城の主は、すぐさま四肢を全快させる。異常なまでの治癒能力を備えていた。


「もう、動くとは………」


「ガハハハハッー!!俺様に中途半端な打撃など通用せんわ!!貴様など、粉々にしてくれる!!!」


 しかし、そう言う牛鬼の額には酷く汗が浮かんでいた。今の一太刀で既に体では理解していたのだ。この男と自分との圧倒的な力の差を。



 途端、男の背後からオーラが溢れ出す。その背後には、牛鬼である自分より遥かに大きな鬼神が地獄の門を開け、自分が来るのを今か今かと待ち侘びているように、こちらを見ていた。


「な、何なんだこれは!?」


「お前さん、あの世を見たことがあるかい?」


「はぁ?あの世?」


 瞬間、牛鬼が男の背後に見たのは、地獄の光景。灼熱地獄に、阿鼻地獄、針地獄に、先ほど男の背後にあった鬼の待つ地獄。


「さぁ、選びなさんな。」




「う、うわぁぁぁーー!!!!!!!!!」


 城の主はもはや正気を失い、棍棒を掲げ、男に叩きつけた。


『ハンマーインパクト』!!!!


 次雄は刀に手をかける。


「いざ。」
























 真っ白な世界。気づけば、俺はそこにいた。


「ここは?」


 生まれてこの方、俺は親と言うものに会ったことがない。魔物であることは、人であることとどう違うのか。小さい頃から、魔物がどうしてここまで忌み嫌われるのか不思議に思っていた。

 あぁ、でもそうか。死ぬ寸前になって、ようやく分かった。俺は自ら魔物と呼ばれる道へと踏み進んでいたのだ。魔物を『魔物』へと変えるのは、結局自分自身であった。最初から、化け物だなんて、そんな悲しいことはなかった。俺だって最初は、無垢な子どもだった。
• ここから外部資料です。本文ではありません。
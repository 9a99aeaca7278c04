//! The control fabric: plans, budgets, and the endpoint registry.
//!
//! One `Fabric` exists per process. Budget and endpoint tables live under a
//! reader/writer lock and hand out snapshots; plans ride a bounded
//! broadcast channel so publishers never block. A subscriber that falls
//! behind its buffer loses its oldest pending plans (plans are idempotent
//! by `(app, digest)`, so a lost plan is superseded by any later one).

use std::collections::HashMap;
use std::sync::RwLock;

use serde::{Deserialize, Serialize};
use tokio::sync::broadcast;
use tracing::{debug, warn};

/// Depth of the plan broadcast buffer per subscriber.
pub const PLAN_CHANNEL_DEPTH: usize = 128;

/// A declarative rollout message: "app should run digest".
#[derive(Debug, Clone, PartialEq, Eq, Serialize, Deserialize)]
pub struct Plan {
    /// Application name.
    pub app: String,
    /// Repository digest of the bundle to run.
    pub digest: String,
    /// Minimum instance-count hint.
    pub min: u32,
    /// Maximum instance-count hint.
    pub max: u32,
    /// Fixed port, or 0 to let agents choose.
    pub port: u16,
}

/// Advisory resource caps for an application.
#[derive(Debug, Clone, PartialEq, Eq, Serialize, Deserialize)]
pub struct Budget {
    /// Application name.
    pub app: String,
    /// Replica cap an agent will respect before starting an instance.
    pub max_instances: u32,
    /// Advisory CPU cap in milli-cores.
    pub cpu_milli: u32,
    /// Advisory memory cap in mebibytes.
    pub memory_mb: u32,
}

/// A reachable instance of an application.
#[derive(Debug, Clone, PartialEq, Eq, Serialize, Deserialize)]
pub struct Endpoint {
    /// Application name.
    pub app: String,
    /// Base URL, `http://127.0.0.1:<port>`.
    pub url: String,
    /// Identifier of the agent hosting the instance.
    pub node_id: String,
}

#[derive(Default)]
struct Tables {
    budgets: HashMap<String, Budget>,
    endpoints: HashMap<String, Vec<Endpoint>>,
}

/// In-process control plane shared by agents, publishers, and the edge.
pub struct Fabric {
    tables: RwLock<Tables>,
    plans: broadcast::Sender<Plan>,
}

impl Default for Fabric {
    fn default() -> Self {
        Self::new()
    }
}

impl Fabric {
    /// Creates a fabric with the default plan-buffer depth.
    #[must_use]
    pub fn new() -> Self {
        Self::with_plan_depth(PLAN_CHANNEL_DEPTH)
    }

    /// Creates a fabric with a custom plan-buffer depth (must be ≥ 1).
    #[must_use]
    pub fn with_plan_depth(depth: usize) -> Self {
        let (plans, _) = broadcast::channel(depth.max(1));
        Self {
            tables: RwLock::new(Tables::default()),
            plans,
        }
    }

    /// Publishes a plan to every current subscriber. Never blocks; with no
    /// subscribers the plan is dropped.
    pub fn publish_plan(&self, plan: Plan) {
        debug!(app = %plan.app, digest = %plan.digest, "publishing plan");
        if self.plans.send(plan).is_err() {
            debug!("no plan subscribers; plan dropped");
        }
    }

    /// Returns an independent stream observing every plan published after
    /// this call, subject to the per-subscriber drop policy.
    #[must_use]
    pub fn subscribe_plans(&self) -> PlanStream {
        PlanStream {
            rx: self.plans.subscribe(),
        }
    }

    /// Sets the budget for an app. Last writer wins.
    ///
    /// # Panics
    ///
    /// Panics if the table lock is poisoned (a thread panicked).
    pub fn set_budget(&self, budget: Budget) {
        let mut tables = self.tables.write().expect("lock poisoned");
        tables.budgets.insert(budget.app.clone(), budget);
    }

    /// Returns the budget for an app, if one was set.
    ///
    /// # Panics
    ///
    /// Panics if the table lock is poisoned (a thread panicked).
    #[must_use]
    pub fn budget(&self, app: &str) -> Option<Budget> {
        let tables = self.tables.read().expect("lock poisoned");
        tables.budgets.get(app).cloned()
    }

    /// Registers an endpoint. An existing entry for the same
    /// `(app, node_id)` is replaced in place, keeping at most one endpoint
    /// per node per app.
    ///
    /// # Panics
    ///
    /// Panics if the table lock is poisoned (a thread panicked).
    pub fn register_endpoint(&self, endpoint: Endpoint) {
        let mut tables = self.tables.write().expect("lock poisoned");
        let entries = tables.endpoints.entry(endpoint.app.clone()).or_default();
        if let Some(existing) = entries.iter_mut().find(|e| e.node_id == endpoint.node_id) {
            *existing = endpoint;
        } else {
            entries.push(endpoint);
        }
    }

    /// Removes the endpoint a node registered for an app, if any.
    ///
    /// # Panics
    ///
    /// Panics if the table lock is poisoned (a thread panicked).
    pub fn unregister_endpoint(&self, app: &str, node_id: &str) {
        let mut tables = self.tables.write().expect("lock poisoned");
        if let Some(entries) = tables.endpoints.get_mut(app) {
            entries.retain(|e| e.node_id != node_id);
            if entries.is_empty() {
                tables.endpoints.remove(app);
            }
        }
    }

    /// Returns a snapshot of the endpoints currently registered for an app.
    ///
    /// # Panics
    ///
    /// Panics if the table lock is poisoned (a thread panicked).
    #[must_use]
    pub fn endpoints(&self, app: &str) -> Vec<Endpoint> {
        let tables = self.tables.read().expect("lock poisoned");
        tables.endpoints.get(app).cloned().unwrap_or_default()
    }
}

/// Receive side of the plan pub/sub surface.
pub struct PlanStream {
    rx: broadcast::Receiver<Plan>,
}

impl PlanStream {
    /// Receives the next plan, or `None` once the fabric is gone.
    ///
    /// A lag (the subscriber fell more than the buffer depth behind) is
    /// logged and skipped; reception continues with the oldest retained
    /// plan.
    pub async fn recv(&mut self) -> Option<Plan> {
        loop {
            match self.rx.recv().await {
                Ok(plan) => return Some(plan),
                Err(broadcast::error::RecvError::Lagged(missed)) => {
                    warn!(missed, "plan subscriber lagged; oldest plans dropped");
                }
                Err(broadcast::error::RecvError::Closed) => return None,
            }
        }
    }
}

#[cfg(test)]
mod tests {
    use super::*;

    fn endpoint(app: &str, node: &str, port: u16) -> Endpoint {
        Endpoint {
            app: app.into(),
            url: format!("http://127.0.0.1:{port}"),
            node_id: node.into(),
        }
    }

    #[test]
    fn test_budget_last_writer_wins() {
        let fabric = Fabric::new();
        fabric.set_budget(Budget {
            app: "x".into(),
            max_instances: 1,
            cpu_milli: 100,
            memory_mb: 64,
        });
        fabric.set_budget(Budget {
            app: "x".into(),
            max_instances: 4,
            cpu_milli: 100,
            memory_mb: 64,
        });

        assert_eq!(fabric.budget("x").unwrap().max_instances, 4);
        assert!(fabric.budget("y").is_none());
    }

    #[test]
    fn test_register_replaces_per_node() {
        let fabric = Fabric::new();
        fabric.register_endpoint(endpoint("x", "node-1", 1000));
        fabric.register_endpoint(endpoint("x", "node-2", 2000));
        fabric.register_endpoint(endpoint("x", "node-1", 3000));

        let endpoints = fabric.endpoints("x");
        assert_eq!(endpoints.len(), 2);
        let node_1 = endpoints.iter().find(|e| e.node_id == "node-1").unwrap();
        assert_eq!(node_1.url, "http://127.0.0.1:3000");
    }

    #[test]
    fn test_endpoints_returns_snapshot() {
        let fabric = Fabric::new();
        fabric.register_endpoint(endpoint("x", "node-1", 1000));

        let mut snapshot = fabric.endpoints("x");
        snapshot.clear();
        assert_eq!(fabric.endpoints("x").len(), 1);
    }

    #[test]
    fn test_unregister_endpoint() {
        let fabric = Fabric::new();
        fabric.register_endpoint(endpoint("x", "node-1", 1000));
        fabric.register_endpoint(endpoint("x", "node-2", 2000));

        fabric.unregister_endpoint("x", "node-1");
        let endpoints = fabric.endpoints("x");
        assert_eq!(endpoints.len(), 1);
        assert_eq!(endpoints[0].node_id, "node-2");

        fabric.unregister_endpoint("x", "node-2");
        assert!(fabric.endpoints("x").is_empty());
    }

    #[tokio::test]
    async fn test_existing_subscriber_observes_plan() {
        let fabric = Fabric::new();
        let mut plans = fabric.subscribe_plans();

        fabric.publish_plan(Plan {
            app: "x".into(),
            digest: "d1".into(),
            min: 1,
            max: 1,
            port: 0,
        });

        let plan = plans.recv().await.unwrap();
        assert_eq!(plan.app, "x");
        assert_eq!(plan.digest, "d1");
    }

    #[tokio::test]
    async fn test_subscribers_are_independent() {
        let fabric = Fabric::new();
        let mut first = fabric.subscribe_plans();
        let mut second = fabric.subscribe_plans();

        fabric.publish_plan(Plan {
            app: "x".into(),
            digest: "d1".into(),
            min: 1,
            max: 1,
            port: 0,
        });

        assert_eq!(first.recv().await.unwrap().digest, "d1");
        assert_eq!(second.recv().await.unwrap().digest, "d1");
    }

    #[tokio::test]
    async fn test_per_subscriber_order_matches_publish_order() {
        let fabric = Fabric::new();
        let mut plans = fabric.subscribe_plans();

        for digest in ["d1", "d2", "d3"] {
            fabric.publish_plan(Plan {
                app: "x".into(),
                digest: digest.into(),
                min: 1,
                max: 1,
                port: 0,
            });
        }

        assert_eq!(plans.recv().await.unwrap().digest, "d1");
        assert_eq!(plans.recv().await.unwrap().digest, "d2");
        assert_eq!(plans.recv().await.unwrap().digest, "d3");
    }

    #[tokio::test]
    async fn test_lagged_subscriber_skips_oldest_and_recovers() {
        let fabric = Fabric::with_plan_depth(2);
        let mut plans = fabric.subscribe_plans();

        for i in 0..5 {
            fabric.publish_plan(Plan {
                app: "x".into(),
                digest: format!("d{i}"),
                min: 1,
                max: 1,
                port: 0,
            });
        }

        // Depth 2: only the newest two plans survive for this subscriber.
        assert_eq!(plans.recv().await.unwrap().digest, "d3");
        assert_eq!(plans.recv().await.unwrap().digest, "d4");
    }

    #[tokio::test]
    async fn test_stream_ends_when_fabric_dropped() {
        let fabric = Fabric::new();
        let mut plans = fabric.subscribe_plans();
        drop(fabric);
        assert!(plans.recv().await.is_none());
    }
}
 俺は、目の前にいる小さな頃の自分を、目の前にいる子どもをやさしく抱きしめる。


「ごめんな。」










 衝撃でヒビ割れた、城天から光が降りそそぐ。それはまるで神がその者を照らすように、優しく、その身体を包み込んだ。



『天照皇大神』


光に包まれ、生涯を思い出す。

赤子の頃に還りなさんな。是、生まれ変わりの剣。


みな、最初は純なるもの。

天照の光は、命を照らし、明日へと繋ぐ。


神剣。是我授かりし力なり。




 光の霧となって、城辺を照らす。それを見て、起き上がった魔物たちは、ただ立ち尽くしていた。




「あ、あなたは一体……?」


 女性が彼に問う。


「待っている人がいます。行きましょう。」


 そう、待ちに待ったとき。愛する人が彼女を待っている。


「は、はい!」






息を切らせて、走ってくる男性がいた。男性は、彼女の名前を呼ぶ。愛する彼女の名前を。


「セリーデ………。」



「アルテさん!!!」


 2人は駆け寄り、抱きしめ合う。

 待ちに待ったその瞬間は、まるで永遠にも感じられるようで、2人はしばらくその時を過ごした。


「よかった。本当によかった!!!」


「やっと、やっと………。」


 彼は、愛する人を優しく抱擁した後、その肩を優しく離し、その場にゆっくりとひざまずいた。


 そして、懐から美しい指輪を取り出す。


「愛してる。セリーデ、俺と結婚してくれ。」


「はい……はいっ!!」


 2人は涙を溢れさせ、抱擁し、キスを交わす。


 様子を見にきた周囲のみんなは、優しくあたたかい視線で彼女たちを見守る。


こうして、2人は結ばれた。


 この世界で未来永劫、幸せな時間を過ごせますように。どうか、止まることのない幸福を2人に。